TASK DETAILS – Please filter the entries for the word "mask" and copy every line that has it.

SOURCE DATA –
* * * * * * *

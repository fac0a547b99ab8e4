//! Comparison operations.

use crate::dtype::DType;
use crate::error::TgptError;
use crate::tensor::Tensor;
use crate::Result;

impl Tensor {
    /// 1.0 where the element equals `value`, else 0.0. Works on id tensors
    /// (i32) and on f32 tensors holding integral values.
    pub fn eq_scalar(&self, value: i32) -> Result<Tensor> {
        let c = self.contiguous();
        let mask: Vec<f32> = match self.dtype() {
            DType::I32 => c
                .as_i32_slice()
                .ok_or(TgptError::UnsupportedDType(DType::I32))?
                .iter()
                .map(|&v| if v == value { 1.0 } else { 0.0 })
                .collect(),
            DType::F32 => c
                .as_f32_slice()
                .ok_or(TgptError::UnsupportedDType(DType::F32))?
                .iter()
                .map(|&v| if v == value as f32 { 1.0 } else { 0.0 })
                .collect(),
        };
        Ok(Tensor::from_parts(mask, self.dims()))
    }
}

* * * * * * *

SOLUTION BELOW –
        let mask: Vec<f32> = match self.dtype() {
        Ok(Tensor::from_parts(mask, self.dims()))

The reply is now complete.